Across the Darkness
Some people collect antique spoons they’ll never eat from or dolls too beautiful to play with. I collect moments that bleed into each other like a set of dollar store watercolor paints when a child adds too much water. I fell in love this way, you see—over a thousand intimacies strung as a set of pearls across eight Decembers. Intimacies are not always misplaced caresses or kisses in the rain. They can be the most detrimental of memories, and so was the time I tried to kill myself the spring that I was 22.

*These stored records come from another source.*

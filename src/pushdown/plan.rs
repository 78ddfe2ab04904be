//! Pushdown Plan
//!
//! Splits a [`SelectQuery`] against an API table into what the backend can
//! evaluate (pushed) and what must run locally after the fetch (residual).
//! Each WHERE condition lands in exactly one of the two lists.

use serde::Serialize;

use quarry_core::ast::{Expr, SelectQuery, SortDirection};
use quarry_core::{extract_comparison_conditions, ComparisonOp, Condition, FederationError, FederationResult};

use crate::config::PushdownConfig;

/// What an API table can evaluate server-side.
#[derive(Debug, Clone, Default)]
pub struct TableCapabilities {
    /// Column to operators accepted as fetch filters.
    pub filters: Vec<(String, Vec<ComparisonOp>)>,
    /// Columns accepted as sort keys.
    pub sortable: Vec<String>,
    /// Maximum number of sort keys in one fetch.
    pub max_sort_keys: usize,
    /// Whether the fetch call can restrict the returned fields.
    pub projection: bool,
    /// Largest page the backend returns; `None` when unbounded.
    pub max_page_size: Option<usize>,
    /// Used when the probe returns no rows.
    pub declared_columns: Vec<String>,
}

impl TableCapabilities {
    pub fn filter(mut self, column: &str, ops: &[ComparisonOp]) -> Self {
        self.filters.push((column.to_string(), ops.to_vec()));
        self
    }

    pub fn supports_condition(&self, condition: &Condition) -> bool {
        self.filters
            .iter()
            .any(|(column, ops)| *column == condition.column && ops.contains(&condition.op))
    }

    /// Sort pushdown is all-or-nothing across the ORDER BY keys.
    pub fn supports_sort(&self, keys: &[SortKey]) -> bool {
        !keys.is_empty()
            && keys.len() <= self.max_sort_keys
            && keys.iter().all(|key| self.sortable.contains(&key.column))
    }
}

#[derive(Debug, Clone, PartialEq, Eq, Serialize)]
pub struct SortKey {
    pub column: String,
    pub direction: SortDirection,
}

/// One output column: the source field and the label it is returned under.
#[derive(Debug, Clone, PartialEq, Eq, Serialize)]
pub struct ProjectedColumn {
    pub source: String,
    pub label: String,
}

#[derive(Debug, Clone, PartialEq, Serialize)]
pub struct PushdownPlan {
    pub projected_columns: Vec<ProjectedColumn>,
    /// Fields requested from the backend; `None` fetches everything.
    pub fetch_fields: Option<Vec<String>>,
    pub pushed_conditions: Vec<Condition>,
    pub residual_conditions: Vec<Condition>,
    pub pushed_sort: Vec<SortKey>,
    pub residual_sort: Vec<SortKey>,
    /// Rows returned to the caller.
    pub row_limit: usize,
    /// Rows requested from the backend across all pages.
    pub fetch_limit: usize,
}

impl PushdownPlan {
    /// Builds the plan. Fails before any I/O on unknown columns or
    /// constructs that cannot be evaluated.
    pub fn build(
        query: &SelectQuery,
        available: &[String],
        capabilities: &TableCapabilities,
        config: &PushdownConfig,
    ) -> FederationResult<Self> {
        let check = |column: &str| -> FederationResult<()> {
            if available.iter().any(|c| c == column) {
                Ok(())
            } else {
                Err(FederationError::unknown_column(column))
            }
        };

        let mut projected_columns = Vec::new();
        for target in &query.targets {
            match &target.expr {
                Expr::Star => projected_columns.extend(available.iter().map(|c| ProjectedColumn {
                    source: c.clone(),
                    label: c.clone(),
                })),
                Expr::Identifier(ident) => {
                    let source = ident.name().to_string();
                    check(&source)?;
                    projected_columns.push(ProjectedColumn {
                        label: target.alias.clone().unwrap_or_else(|| source.clone()),
                        source,
                    });
                }
                other => return Err(FederationError::unsupported(other.describe())),
            }
        }
        if projected_columns.is_empty() && !query.selects_all() {
            return Err(FederationError::validation("SELECT without targets"));
        }

        let conditions = extract_comparison_conditions(query.where_clause.as_ref())?;
        for condition in &conditions {
            check(&condition.column)?;
            if condition.op == ComparisonOp::Like && !matches!(condition.value, quarry_core::Value::Text(_)) {
                return Err(FederationError::validation(format!(
                    "LIKE pattern for '{}' must be text",
                    condition.column
                )));
            }
        }
        // one pushed condition per column and operator; repeats stay local
        let mut pushed_conditions: Vec<Condition> = Vec::new();
        let mut residual_conditions = Vec::new();
        for condition in conditions {
            let repeated = pushed_conditions
                .iter()
                .any(|p| p.column == condition.column && p.op == condition.op);
            if !repeated && capabilities.supports_condition(&condition) {
                pushed_conditions.push(condition);
            } else {
                residual_conditions.push(condition);
            }
        }

        let mut sort = Vec::with_capacity(query.order_by.len());
        for key in &query.order_by {
            let column = match &key.field {
                Expr::Identifier(ident) => ident.name().to_string(),
                other => return Err(FederationError::unsupported(other.describe())),
            };
            check(&column)?;
            sort.push(SortKey {
                column,
                direction: key.direction,
            });
        }
        let (pushed_sort, residual_sort) = if capabilities.supports_sort(&sort) {
            (sort, Vec::new())
        } else {
            (Vec::new(), sort)
        };

        let row_limit = query
            .limit
            .map(|l| usize::try_from(l).unwrap_or(usize::MAX))
            .unwrap_or(config.default_limit);
        let fetch_limit = if residual_conditions.is_empty() && residual_sort.is_empty() {
            row_limit
        } else {
            config.max_scan_rows.max(row_limit)
        };

        let fetch_fields = capabilities.projection.then(|| {
            let mut fields: Vec<String> = Vec::new();
            let needed = projected_columns
                .iter()
                .map(|c| c.source.as_str())
                .chain(residual_conditions.iter().map(|c| c.column.as_str()))
                .chain(residual_sort.iter().map(|k| k.column.as_str()));
            for field in needed {
                if !fields.iter().any(|f| f == field) {
                    fields.push(field.to_string());
                }
            }
            fields
        });

        Ok(Self {
            projected_columns,
            fetch_fields,
            pushed_conditions,
            residual_conditions,
            pushed_sort,
            residual_sort,
            row_limit,
            fetch_limit,
        })
    }

    pub fn has_residual(&self) -> bool {
        !self.residual_conditions.is_empty() || !self.residual_sort.is_empty()
    }
}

Across the darkness spun the scent of tar and oil as the woman standing at the gas station waiting on a drug deal began to scream because I was lying in the street waiting for a car to hit me. She was like background music set against dialogue. Only if I shut out everything else could I understand what she was saying; only if I shut out the hypersensitivity to the smell of the tar and the little pieces of glass that imbedded themselves into my wrists.

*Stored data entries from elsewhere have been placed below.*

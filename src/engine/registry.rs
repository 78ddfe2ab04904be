//! Handler Registry
//!
//! Explicit engine-name to constructor map, built once at startup.

use std::collections::HashMap;
use std::sync::Arc;

use serde::Serialize;

use quarry_core::{FederationError, FederationResult};

use crate::config::PushdownConfig;
use crate::engine::args::ConnectionArgs;
use crate::engine::drivers::{mysql, postgres, shopify, sqlite};
use crate::engine::traits::Handler;

/// Everything a factory needs to build one named handler instance.
#[derive(Debug, Clone)]
pub struct HandlerSpec {
    pub name: String,
    pub args: ConnectionArgs,
    pub pushdown: PushdownConfig,
}

pub type HandlerFactory = fn(HandlerSpec) -> FederationResult<Arc<dyn Handler>>;

#[derive(Debug, Clone, PartialEq, Eq, Serialize)]
pub struct HandlerInfo {
    pub id: String,
    pub title: String,
}

struct Entry {
    title: &'static str,
    factory: HandlerFactory,
}

pub struct HandlerRegistry {
    entries: HashMap<String, Entry>,
}

impl HandlerRegistry {
    pub fn new() -> Self {
        Self {
            entries: HashMap::new(),
        }
    }

    /// Registry with every handler this crate ships.
    pub fn with_builtin_handlers() -> Self {
        let mut registry = Self::new();
        registry.register(sqlite::HANDLER_TYPE, "SQLite", |spec| {
            Ok(Arc::new(sqlite::SqliteHandler::new(
                spec.name,
                sqlite::SqliteBackend::new(spec.args),
            )))
        });
        registry.register(postgres::HANDLER_TYPE, "PostgreSQL", |spec| {
            Ok(Arc::new(postgres::PostgresHandler::new(
                spec.name,
                postgres::PostgresBackend::new(spec.args),
            )))
        });
        registry.register(mysql::HANDLER_TYPE, "MySQL", |spec| {
            Ok(Arc::new(mysql::MySqlHandler::new(
                spec.name,
                mysql::MySqlBackend::new(spec.args),
            )))
        });
        registry.register(shopify::HANDLER_TYPE, "Shopify", |spec| {
            Ok(Arc::new(shopify::ShopifyHandler::new(
                spec.name,
                shopify::ShopifyBackend::new(),
                spec.args,
                spec.pushdown,
            )))
        });
        registry
    }

    /// Registers a factory; an existing entry with the same id is replaced.
    pub fn register(&mut self, id: &str, title: &'static str, factory: HandlerFactory) {
        self.entries
            .insert(id.to_ascii_lowercase(), Entry { title, factory });
    }

    pub fn contains(&self, id: &str) -> bool {
        self.entries.contains_key(&id.to_ascii_lowercase())
    }

    /// Builds a handler instance. No connection is opened here.
    pub fn build(&self, engine: &str, spec: HandlerSpec) -> FederationResult<Arc<dyn Handler>> {
        let entry = self
            .entries
            .get(&engine.to_ascii_lowercase())
            .ok_or_else(|| {
                FederationError::configuration(format!("unknown handler engine '{engine}'"))
            })?;
        if spec.name.trim().is_empty() {
            return Err(FederationError::configuration("handler name must not be empty"));
        }
        (entry.factory)(spec)
    }

    pub fn list_infos(&self) -> Vec<HandlerInfo> {
        let mut infos: Vec<HandlerInfo> = self
            .entries
            .iter()
            .map(|(id, entry)| HandlerInfo {
                id: id.clone(),
                title: entry.title.to_string(),
            })
            .collect();
        infos.sort_by(|a, b| a.id.cmp(&b.id));
        infos
    }

    pub fn len(&self) -> usize {
        self.entries.len()
    }

    pub fn is_empty(&self) -> bool {
        self.entries.is_empty()
    }
}

impl Default for HandlerRegistry {
    fn default() -> Self {
        Self::new()
    }
}
// SPDX-License-Identifier: Apache-2.0

//! SQLite Driver
//!
//! Implements [`SqlBackend`] for SQLite databases using SQLx.
//!
//! ## SQLite Specifics
//!
//! - `db_file` holds the file path; `:memory:` opens an in-memory database
//! - An in-memory database lives in a single connection, so its pool is
//!   pinned to one connection that is never recycled
//! - File databases use WAL mode

use std::str::FromStr;
use std::time::Duration;

use async_trait::async_trait;
use sqlx::sqlite::{SqliteConnectOptions, SqliteJournalMode, SqlitePool, SqlitePoolOptions, SqliteRow};
use sqlx::{Column, Executor, Row, Statement, TypeInfo};

use quarry_core::{ColumnInfo, DataFrame, FederationError, FederationResult, HandlerResponse, Row as QRow, Value};

use crate::engine::args::ConnectionArgs;
use crate::engine::connection::Connector;
use crate::engine::drivers::sql_common::{
    classify_connect_error, classify_error, returns_rows, PoolSettings, SqlBackend, SqlHandler,
};
use crate::engine::sql_generator::SqlDialect;

pub const HANDLER_TYPE: &str = "sqlite";

pub type SqliteHandler = SqlHandler<SqliteBackend>;

/// SQLite backend; arguments are re-read on every connect.
pub struct SqliteBackend {
    args: ConnectionArgs,
}

impl SqliteBackend {
    pub fn new(args: ConnectionArgs) -> Self {
        Self { args }
    }

    fn is_memory(path: &str) -> bool {
        matches!(path.trim(), ":memory:" | "sqlite::memory:")
    }

    /// Validates the SQLite connection path
    fn validate_path(path: &str) -> FederationResult<()> {
        let path = path.trim();

        if Self::is_memory(path) {
            return Ok(());
        }

        if path.eq_ignore_ascii_case("localhost") {
            return Err(FederationError::configuration(
                "Invalid SQLite path: 'localhost'. Please provide a database file path.",
            ));
        }

        if path.contains("://") {
            return Err(FederationError::configuration(format!(
                "Invalid SQLite path format: {}",
                path
            )));
        }

        Ok(())
    }

    fn build_connect_options(path: &str) -> FederationResult<SqliteConnectOptions> {
        if Self::is_memory(path) {
            return SqliteConnectOptions::from_str("sqlite::memory:")
                .map_err(|e| FederationError::configuration(e.to_string()));
        }

        Ok(SqliteConnectOptions::new()
            .filename(path)
            .create_if_missing(true)
            .journal_mode(SqliteJournalMode::Wal)
            .busy_timeout(Duration::from_secs(30)))
    }

    /// Extracts a value from a SqliteRow at the given index
    ///
    /// SQLite has dynamic typing, so we try multiple types in order of likelihood
    fn extract_value(row: &SqliteRow, idx: usize) -> Value {
        if let Ok(v) = row.try_get::<Option<i64>, _>(idx) {
            return v.map(Value::Int).unwrap_or(Value::Null);
        }
        if let Ok(v) = row.try_get::<Option<f64>, _>(idx) {
            return v.map(Value::Float).unwrap_or(Value::Null);
        }
        if let Ok(v) = row.try_get::<Option<String>, _>(idx) {
            return v.map(Value::Text).unwrap_or(Value::Null);
        }
        if let Ok(v) = row.try_get::<Option<Vec<u8>>, _>(idx) {
            return v.map(Value::Bytes).unwrap_or(Value::Null);
        }
        if let Ok(v) = row.try_get::<Option<bool>, _>(idx) {
            return v.map(Value::Bool).unwrap_or(Value::Null);
        }

        Value::Null
    }

    fn convert_row(row: &SqliteRow) -> QRow {
        QRow {
            values: row
                .columns()
                .iter()
                .map(|col| Self::extract_value(row, col.ordinal()))
                .collect(),
        }
    }

    fn column_info<C: Column>(columns: &[C]) -> Vec<ColumnInfo> {
        columns
            .iter()
            .map(|col| ColumnInfo::new(col.name(), col.type_info().name()))
            .collect()
    }
}

#[async_trait]
impl Connector for SqliteBackend {
    type Conn = SqlitePool;

    async fn establish(&self) -> FederationResult<SqlitePool> {
        self.args.require(HANDLER_TYPE, &["db_file"])?;
        let path = self.args.required_str(HANDLER_TYPE, "db_file")?;
        Self::validate_path(&path)?;
        let settings = PoolSettings::from_args(&self.args)?;

        let options = Self::build_connect_options(&path)?;
        let pool_options = if Self::is_memory(&path) {
            SqlitePoolOptions::new()
                .max_connections(1)
                .min_connections(1)
                .idle_timeout(None)
                .max_lifetime(None)
        } else {
            SqlitePoolOptions::new().max_connections(settings.max_connections)
        };

        pool_options
            .acquire_timeout(settings.acquire_timeout)
            .connect_with(options)
            .await
            .map_err(classify_connect_error)
    }

    async fn ping(&self, pool: &SqlitePool) -> FederationResult<()> {
        sqlx::query("SELECT 1")
            .execute(pool)
            .await
            .map(|_| ())
            .map_err(classify_error)
    }

    async fn close(&self, pool: SqlitePool) {
        pool.close().await;
    }
}

#[async_trait]
impl SqlBackend for SqliteBackend {
    const HANDLER_TYPE: &'static str = HANDLER_TYPE;

    fn dialect(&self) -> SqlDialect {
        SqlDialect::Sqlite
    }

    async fn run(&self, pool: &SqlitePool, sql: &str) -> FederationResult<HandlerResponse> {
        if !returns_rows(sql) {
            sqlx::query(sql).execute(pool).await.map_err(classify_error)?;
            return Ok(HandlerResponse::Ok);
        }

        let rows: Vec<SqliteRow> = sqlx::query(sql).fetch_all(pool).await.map_err(classify_error)?;

        let columns = match rows.first() {
            Some(first) => Self::column_info(first.columns()),
            None => {
                let statement = pool.prepare(sql).await.map_err(classify_error)?;
                Self::column_info(statement.columns())
            }
        };
        let rows = rows.iter().map(Self::convert_row).collect();
        Ok(HandlerResponse::table(DataFrame::new(columns, rows)))
    }

    fn tables_sql(&self) -> String {
        "SELECT name, type FROM sqlite_master \
         WHERE type IN ('table', 'view') AND name NOT LIKE 'sqlite_%' \
         ORDER BY name"
            .to_string()
    }

    fn columns_sql(&self, table: &str) -> String {
        format!(
            "SELECT name, type FROM pragma_table_info({}) ORDER BY cid",
            SqlDialect::Sqlite.format_value(&Value::Text(table.to_string()))
        )
    }
}

#[cfg(test)]
mod tests {
    use super::*;
    use crate::engine::connection::ConnectionState;
    use crate::engine::traits::Handler;
    use tempfile::tempdir;

    fn memory_handler() -> SqliteHandler {
        SqliteHandler::new(
            "mem",
            SqliteBackend::new(ConnectionArgs::new().with("db_file", ":memory:")),
        )
    }

    #[tokio::test]
    async fn test_connect_disconnect() {
        let dir = tempdir().unwrap();
        let db_path = dir.path().join("test.db");
        let handler = SqliteHandler::new(
            "file",
            SqliteBackend::new(
                ConnectionArgs::new().with("db_file", db_path.to_string_lossy().to_string()),
            ),
        );

        assert_eq!(handler.connect().await.unwrap(), ConnectionState::Connected);
        handler.disconnect().await;
        assert_eq!(handler.connection_state().await, ConnectionState::Disconnected);
        assert!(db_path.exists());
    }

    #[tokio::test]
    async fn test_memory_database() {
        let handler = memory_handler();

        let created = handler
            .native_query("CREATE TABLE test (id INTEGER PRIMARY KEY, name TEXT)")
            .await
            .unwrap();
        assert_eq!(created, HandlerResponse::Ok);

        handler
            .native_query("INSERT INTO test (name) VALUES ('hello')")
            .await
            .unwrap();

        let result = handler.native_query("SELECT * FROM test").await.unwrap();
        let frame = result.frame().unwrap();
        assert_eq!(frame.column_names(), vec!["id", "name"]);
        assert_eq!(frame.value(0, "name"), Some(&Value::Text("hello".into())));
    }

    #[tokio::test]
    async fn test_empty_result_keeps_columns() {
        let handler = memory_handler();
        handler
            .native_query("CREATE TABLE houses (location TEXT, sqft INTEGER)")
            .await
            .unwrap();

        let result = handler
            .native_query("SELECT location, sqft FROM houses WHERE sqft > 10")
            .await
            .unwrap();
        let frame = result.frame().unwrap();
        assert!(frame.is_empty());
        assert_eq!(frame.column_names(), vec!["location", "sqft"]);
    }

    #[tokio::test]
    async fn test_syntax_error_is_error_response() {
        let handler = memory_handler();
        let result = handler.native_query("SELEC nonsense").await.unwrap();
        assert!(result.is_error());
        assert!(!result.error_message().unwrap().is_empty());
        assert_eq!(handler.connection_state().await, ConnectionState::Connected);
    }

    #[tokio::test]
    async fn test_missing_db_file_is_configuration_error() {
        let handler = SqliteHandler::new("bad", SqliteBackend::new(ConnectionArgs::new()));
        let err = handler.connect().await.unwrap_err();
        assert_eq!(err, FederationError::missing_fields("sqlite", &["db_file"]));
        assert_eq!(handler.connection_state().await, ConnectionState::Disconnected);
    }
}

Like the series of moments in my consciousness, there is no clear cut transition between the moment I was pulled from the street and when I swallowed a bottle of 100 Excedrin Migraine tablets. I only smelled him as he fed me milk and I threw up all over his bedroom floor. The aroma of cinnamon and laundry detergent that wafted off his skin had always been my refuge. When I could no longer stand he lifted me as if I weighed nothing and carried me to the bathroom the way you carry a small child; like the color blue washing into red and becoming purple he washed the vomit from my hair. As orange was created I was soon wearing his exercise clothes because mine were soiled beyond wearing. With his body he held me down when the seizures began, frightened out of his wits and repeating something over and over about ambulances; but seizures and I are not strangers, and at some point I was able to tell him that ambulances weren’t necessary.Trim it down to size with a high priority device
Stronger than his arms, my soul drowned in the little specs of hazel spun like stars around his russet eyes. This is my soul’s collection: the curves of his face, eyes like constellations, the smell of his shampoo in my hair, the mahogany of his arms against mine of alabaster. I fell in love this way, you see. And the only color in which I can find myself, is hazel spun like stars around his russet eyes.